- Opening Delimiter -
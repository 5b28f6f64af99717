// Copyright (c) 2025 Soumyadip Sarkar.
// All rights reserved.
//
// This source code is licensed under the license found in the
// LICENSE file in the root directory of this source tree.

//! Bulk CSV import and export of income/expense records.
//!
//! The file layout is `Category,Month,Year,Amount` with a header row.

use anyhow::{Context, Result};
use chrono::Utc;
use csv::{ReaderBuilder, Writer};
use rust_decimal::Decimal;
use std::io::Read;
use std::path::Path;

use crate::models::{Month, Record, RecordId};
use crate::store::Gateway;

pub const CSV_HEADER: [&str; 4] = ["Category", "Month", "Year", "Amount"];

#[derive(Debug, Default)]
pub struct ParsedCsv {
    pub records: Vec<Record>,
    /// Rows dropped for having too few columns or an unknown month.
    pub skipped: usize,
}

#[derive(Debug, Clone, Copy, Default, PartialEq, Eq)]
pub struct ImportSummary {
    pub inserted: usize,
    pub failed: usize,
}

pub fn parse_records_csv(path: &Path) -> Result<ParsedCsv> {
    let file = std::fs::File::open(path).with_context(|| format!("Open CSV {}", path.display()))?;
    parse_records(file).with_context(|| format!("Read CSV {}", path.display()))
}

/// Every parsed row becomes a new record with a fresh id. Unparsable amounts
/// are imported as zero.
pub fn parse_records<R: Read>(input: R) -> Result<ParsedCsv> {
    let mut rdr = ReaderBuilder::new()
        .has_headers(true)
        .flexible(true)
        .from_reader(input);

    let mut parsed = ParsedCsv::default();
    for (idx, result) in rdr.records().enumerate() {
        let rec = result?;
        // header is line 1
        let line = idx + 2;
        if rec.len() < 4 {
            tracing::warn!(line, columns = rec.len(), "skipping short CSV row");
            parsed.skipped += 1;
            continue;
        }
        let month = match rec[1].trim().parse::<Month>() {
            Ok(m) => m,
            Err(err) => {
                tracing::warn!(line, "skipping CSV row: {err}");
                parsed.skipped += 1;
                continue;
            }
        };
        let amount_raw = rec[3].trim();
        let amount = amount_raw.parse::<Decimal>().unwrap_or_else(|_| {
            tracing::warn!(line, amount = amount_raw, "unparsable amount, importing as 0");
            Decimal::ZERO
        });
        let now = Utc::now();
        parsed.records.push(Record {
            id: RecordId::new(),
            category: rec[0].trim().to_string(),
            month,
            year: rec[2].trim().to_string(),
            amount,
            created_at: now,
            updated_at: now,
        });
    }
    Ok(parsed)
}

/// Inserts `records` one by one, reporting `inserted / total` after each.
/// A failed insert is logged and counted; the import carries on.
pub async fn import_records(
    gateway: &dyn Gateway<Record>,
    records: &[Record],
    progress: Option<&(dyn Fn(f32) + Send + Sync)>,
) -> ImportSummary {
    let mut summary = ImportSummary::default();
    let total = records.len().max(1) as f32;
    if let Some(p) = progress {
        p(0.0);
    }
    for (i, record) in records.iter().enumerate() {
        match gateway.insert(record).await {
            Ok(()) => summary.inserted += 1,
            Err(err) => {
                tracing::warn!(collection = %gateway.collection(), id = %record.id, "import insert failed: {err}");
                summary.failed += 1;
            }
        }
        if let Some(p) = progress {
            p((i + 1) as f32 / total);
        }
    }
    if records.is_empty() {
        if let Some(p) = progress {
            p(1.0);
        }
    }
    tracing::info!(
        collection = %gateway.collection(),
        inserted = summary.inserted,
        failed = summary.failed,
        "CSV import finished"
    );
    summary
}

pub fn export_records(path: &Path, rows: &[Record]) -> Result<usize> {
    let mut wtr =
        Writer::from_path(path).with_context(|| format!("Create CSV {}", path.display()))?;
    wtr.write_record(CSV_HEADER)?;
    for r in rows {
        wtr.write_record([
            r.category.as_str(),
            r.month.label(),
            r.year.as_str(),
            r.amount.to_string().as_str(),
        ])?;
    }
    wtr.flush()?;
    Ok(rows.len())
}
- Closing Delimiter -
**Assignment**.
Write the whole listing out again exactly.

**Reply to the exercise**.
repository 5b28f6f64af99717
// Copyright (c) 2025 Soumyadip Sarkar.
// All rights reserved.
//
// This source code is licensed under the license found in the
// LICENSE file in the root directory of this source tree.

//! Bulk CSV import and export of income/expense records.
//!
//! The file layout is `Category,Month,Year,Amount` with a header row.

use anyhow::{Context, Result};
use chrono::Utc;
use csv::{ReaderBuilder, Writer};
use rust_decimal::Decimal;
use std::io::Read;
use std::path::Path;

use crate::models::{Month, Record, RecordId};
use crate::store::Gateway;

pub const CSV_HEADER: [&str; 4] = ["Category", "Month", "Year", "Amount"];

#[derive(Debug, Default)]
pub struct ParsedCsv {
    pub records: Vec<Record>,
    /// Rows dropped for having too few columns or an unknown month.
    pub skipped: usize,
}

#[derive(Debug, Clone, Copy, Default, PartialEq, Eq)]
pub struct ImportSummary {
    pub inserted: usize,
    pub failed: usize,
}

pub fn parse_records_csv(path: &Path) -> Result<ParsedCsv> {
    let file = std::fs::File::open(path).with_context(|| format!("Open CSV {}", path.display()))?;
    parse_records(file).with_context(|| format!("Read CSV {}", path.display()))
}

/// Every parsed row becomes a new record with a fresh id. Unparsable amounts
/// are imported as zero.
pub fn parse_records<R: Read>(input: R) -> Result<ParsedCsv> {
    let mut rdr = ReaderBuilder::new()
        .has_headers(true)
        .flexible(true)
        .from_reader(input);

    let mut parsed = ParsedCsv::default();
    for (idx, result) in rdr.records().enumerate() {
        let rec = result?;
        // header is line 1
        let line = idx + 2;
        if rec.len() < 4 {
            tracing::warn!(line, columns = rec.len(), "skipping short CSV row");
            parsed.skipped += 1;
            continue;
        }
        let month = match rec[1].trim().parse::<Month>() {
            Ok(m) => m,
            Err(err) => {
                tracing::warn!(line, "skipping CSV row: {err}");
                parsed.skipped += 1;
                continue;
            }
        };
        let amount_raw = rec[3].trim();
        let amount = amount_raw.parse::<Decimal>().unwrap_or_else(|_| {
            tracing::warn!(line, amount = amount_raw, "unparsable amount, importing as 0");
            Decimal::ZERO
        });
        let now = Utc::now();
        parsed.records.push(Record {
            id: RecordId::new(),
            category: rec[0].trim().to_string(),
            month,
            year: rec[2].trim().to_string(),
            amount,
            created_at: now,
            updated_at: now,
        });
    }
    Ok(parsed)
}

/// Inserts `records` one by one, reporting `inserted / total` after each.
/// A failed insert is logged and counted; the import carries on.
pub async fn import_records(
    gateway: &dyn Gateway<Record>,
    records: &[Record],
    progress: Option<&(dyn Fn(f32) + Send + Sync)>,
) -> ImportSummary {
    let mut summary = ImportSummary::default();
    let total = records.len().max(1) as f32;
    if let Some(p) = progress {
        p(0.0);
    }
    for (i, record) in records.iter().enumerate() {
        match gateway.insert(record).await {
            Ok(()) => summary.inserted += 1,
            Err(err) => {
                tracing::warn!(collection = %gateway.collection(), id = %record.id, "import insert failed: {err}");
                summary.failed += 1;
            }
        }
        if let Some(p) = progress {
            p((i + 1) as f32 / total);
        }
    }
    if records.is_empty() {
        if let Some(p) = progress {
            p(1.0);
        }
    }
    tracing::info!(
        collection = %gateway.collection(),
        inserted = summary.inserted,
        failed = summary.failed,
        "CSV import finished"
    );
    summary
}

pub fn export_records(path: &Path, rows: &[Record]) -> Result<usize> {
    let mut wtr =
        Writer::from_path(path).with_context(|| format!("Create CSV {}", path.display()))?;
    wtr.write_record(CSV_HEADER)?;
    for r in rows {
        wtr.write_record([
            r.category.as_str(),
            r.month.label(),
            r.year.as_str(),
            r.amount.to_string().as_str(),
        ])?;
    }
    wtr.flush()?;
    Ok(rows.len())
}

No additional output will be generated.